Molecular machines drive plasmonic nanoswitches

February 12th, 2009 - 3:57 pm ICT by IANS  

Washington, Feb 12 (IANS) Plasmonics may open the way to the next generation of computers that operate faster and store more information than electronically-based systems and are also smaller.
“If plasmonics are realised, the future will have circuits as small as the current electronic ones with a capacity a million times better,” said Tony Jun Huang, assistant professor of engineering science and mechanics at Penn State University.

“Plasmonics combines the speed and capacity of photonic (light based) circuits with the small size of electronic circuits,” he added.
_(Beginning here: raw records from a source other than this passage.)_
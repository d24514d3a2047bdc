use crate::core::units::{HOURS_PER_DAY, SECONDS_PER_HOUR};
use serde::Deserialize;
use serde_valid::Validate;

/// Simulation period, in hours from the start of the boundary condition series.
#[derive(Clone, Debug, Deserialize, Validate)]
#[serde(deny_unknown_fields)]
pub struct SimulationTime {
    #[serde(rename(deserialize = "start"))]
    #[validate(minimum = 0.)]
    start_time: f64,
    #[serde(rename(deserialize = "end"))]
    end_time: f64,
    #[validate(exclusive_minimum = 0.)]
    step: f64,
}

impl SimulationTime {
    pub fn new(start_time: f64, end_time: f64, step: f64) -> Self {
        Self {
            start_time,
            end_time,
            step,
        }
    }

    pub fn total_steps(&self) -> usize {
        ((self.end_time - self.start_time) / self.step).ceil().max(0.) as usize
    }

    /// Timestep length, in hours
    pub fn step(&self) -> f64 {
        self.step
    }

    /// Timestep length, in seconds
    pub fn step_in_seconds(&self) -> f64 {
        self.step * SECONDS_PER_HOUR as f64
    }

    /// Number of whole timesteps in one day (at least 1)
    pub fn steps_per_day(&self) -> usize {
        ((HOURS_PER_DAY as f64 / self.step).round() as usize).max(1)
    }

    pub fn iter(&self) -> SimulationTimeIterator {
        SimulationTimeIterator::from(self.clone())
    }
}

#[derive(Clone)]
pub struct SimulationTimeIterator {
    current_index: usize,
    current_time: f64,
    started: bool,
    simulation_time: SimulationTime,
}

impl SimulationTimeIterator {
    fn from(simulation_time: SimulationTime) -> Self {
        SimulationTimeIterator {
            current_index: 0,
            current_time: simulation_time.start_time,
            started: false,
            simulation_time,
        }
    }

    pub fn current_index(&self) -> usize {
        self.current_index
    }
}

#[derive(Clone, Copy, Debug, PartialEq)]
pub struct SimulationTimeIteration {
    pub index: usize,
    /// hours since the start of the boundary condition series
    pub time: f64,
    /// hours
    pub timestep: f64,
}

impl SimulationTimeIteration {
    pub fn current_hour(&self) -> u32 {
        self.time.floor() as u32
    }

    pub fn hour_of_day(&self) -> u32 {
        self.current_hour() % HOURS_PER_DAY
    }

    /// Time of day in fractional hours, 0 to 24
    pub fn time_of_day(&self) -> f64 {
        self.time.rem_euclid(HOURS_PER_DAY as f64)
    }

    pub fn current_day(&self) -> u32 {
        self.time as u32 / HOURS_PER_DAY
    }
}

impl Iterator for SimulationTimeIterator {
    type Item = SimulationTimeIteration;

    fn next(&mut self) -> Option<Self::Item> {
        if !self.started && self.simulation_time.start_time < self.simulation_time.end_time {
            self.started = true;
            return Some(SimulationTimeIteration {
                index: 0,
                time: self.simulation_time.start_time,
                timestep: self.simulation_time.step,
            });
        }
        match self.started
            && self.current_time < (self.simulation_time.end_time - self.simulation_time.step)
        {
            true => {
                self.current_index += 1;
                self.current_time += self.simulation_time.step;
                Some(SimulationTimeIteration {
                    index: self.current_index,
                    time: self.current_time,
                    timestep: self.simulation_time.step,
                })
            }
            false => None,
        }
    }
}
Plasmonics combines the best of electronic and optical circuits and can transmit electrons and light at the same time using the surface of the device.

Huang’s team created a plasmonic switch from switchable bistable rotaxanes. Rotaxanes are complex molecules that consist of a dumb-bell shape with a ring or rings encircling the shaft and are sometimes called molecular machines.
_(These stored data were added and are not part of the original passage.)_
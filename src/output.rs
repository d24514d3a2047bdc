use crate::corpus::RunResults;
use anyhow::anyhow;
use formatx::formatx;
use std::fmt::Debug;
use std::fs::File;
use std::io;
use std::io::{BufWriter, Write};
use std::path::PathBuf;
use tracing::debug;

/// Location key under which run results are written
pub const RESULTS_LOCATION_KEY: &str = "results";

pub trait Output: Debug {
    fn writer_for_location_key(&self, location_key: &str) -> anyhow::Result<impl Write>;
    /// Whether this output can be considered a no-op and therefore that any code that only writes to the output can be skipped.
    fn is_noop(&self) -> bool {
        false
    }
}

/// Writes each location key to its own file in a directory, named by filling `{}` in a template
/// (e.g. `"{}.json"`).
#[derive(Debug)]
pub struct FileOutput {
    directory_path: PathBuf,
    file_template: String,
}

impl FileOutput {
    pub fn new(directory_path: PathBuf, file_template: String) -> Self {
        Self {
            directory_path,
            file_template,
        }
    }

    fn path_for_location_key(&self, location_key: &str) -> anyhow::Result<PathBuf> {
        let file_name = formatx!(&self.file_template, location_key).map_err(|err| {
            anyhow!(
                "Could not build a file name from template '{}': {err:?}",
                self.file_template
            )
        })?;

        Ok(self.directory_path.join(file_name))
    }
}

impl Output for FileOutput {
    fn writer_for_location_key(&self, location_key: &str) -> anyhow::Result<impl Write> {
        Ok(BufWriter::new(File::create(
            self.path_for_location_key(location_key)?,
        )?))
    }
}

impl Output for &FileOutput {
    fn writer_for_location_key(&self, location_key: &str) -> anyhow::Result<impl Write> {
        <FileOutput as Output>::writer_for_location_key(self, location_key)
    }
}

/// An output that goes to nowhere/ a "sink"/ /dev/null.
#[derive(Debug, Default)]
pub struct SinkOutput;

impl Output for SinkOutput {
    fn writer_for_location_key(&self, _location_key: &str) -> anyhow::Result<impl Write> {
        Ok(io::sink())
    }

    fn is_noop(&self) -> bool {
        true
    }
}

/// Serialise run results as pretty-printed JSON under [`RESULTS_LOCATION_KEY`].
pub fn write_results(output: &impl Output, results: &RunResults) -> anyhow::Result<()> {
    if output.is_noop() {
        return Ok(());
    }

    debug!("Writing results to {RESULTS_LOCATION_KEY}");
    let mut writer = output.writer_for_location_key(RESULTS_LOCATION_KEY)?;
    serde_json::to_writer_pretty(&mut writer, results)?;
    writer.flush()?;

    Ok(())
}

#[cfg(test)]
mod tests {
    use super::*;
    use crate::corpus::RunTotals;
    use pretty_assertions::assert_eq;
    use rstest::*;
    use serde_json::Value;
    use std::fs;

    #[fixture]
    fn results() -> RunResults {
        RunResults {
            timestep_array: vec![0., 1.],
            air_temperature: vec![19.5, 20.],
            hvac_power: vec![1200., 0.],
            converged: vec![true, true],
            iterations: vec![3, 2],
            totals: RunTotals {
                heating_kwh: 1.2,
                cooling_kwh: 0.,
                non_converged_steps: 0,
            },
            ..Default::default()
        }
    }

    #[rstest]
    fn should_write_results_as_json(results: RunResults) {
        let directory = std::env::temp_dir().join(format!("zonesim-output-{}", std::process::id()));
        fs::create_dir_all(&directory).unwrap();
        let output = FileOutput::new(directory.clone(), "{}.json".into());

        write_results(&output, &results).unwrap();

        let written: Value =
            serde_json::from_str(&fs::read_to_string(directory.join("results.json")).unwrap())
                .unwrap();
        assert_eq!(written["air_temperature"], serde_json::json!([19.5, 20.0]));
        assert_eq!(written["totals"]["heating_kwh"], serde_json::json!(1.2));

        fs::remove_dir_all(directory).unwrap();
    }

    #[rstest]
    fn sink_output_is_noop(results: RunResults) {
        assert!(SinkOutput.is_noop());
        assert!(write_results(&SinkOutput, &results).is_ok());
    }
}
The ring can either move from one end of the barbell to the other or rotate around the shaft. Changes in molecular shape are the basis of the plasmonic switch.

Plasmonic circuits have not yet been achieved. “We are in the very beginning of this field. Creation of a plasmonic circuit is probably five years away,” said Huang

In essence, plasmonic devices would allow computers to get faster and have more memory storage in smaller spaces. Storage of as much as 1,000 movies on a typical USB drive would be possible, said a Penn State release.

Huang suggests that applications like YouTube, which are very popular but have terrible resolution, could become places to see high-resolution images.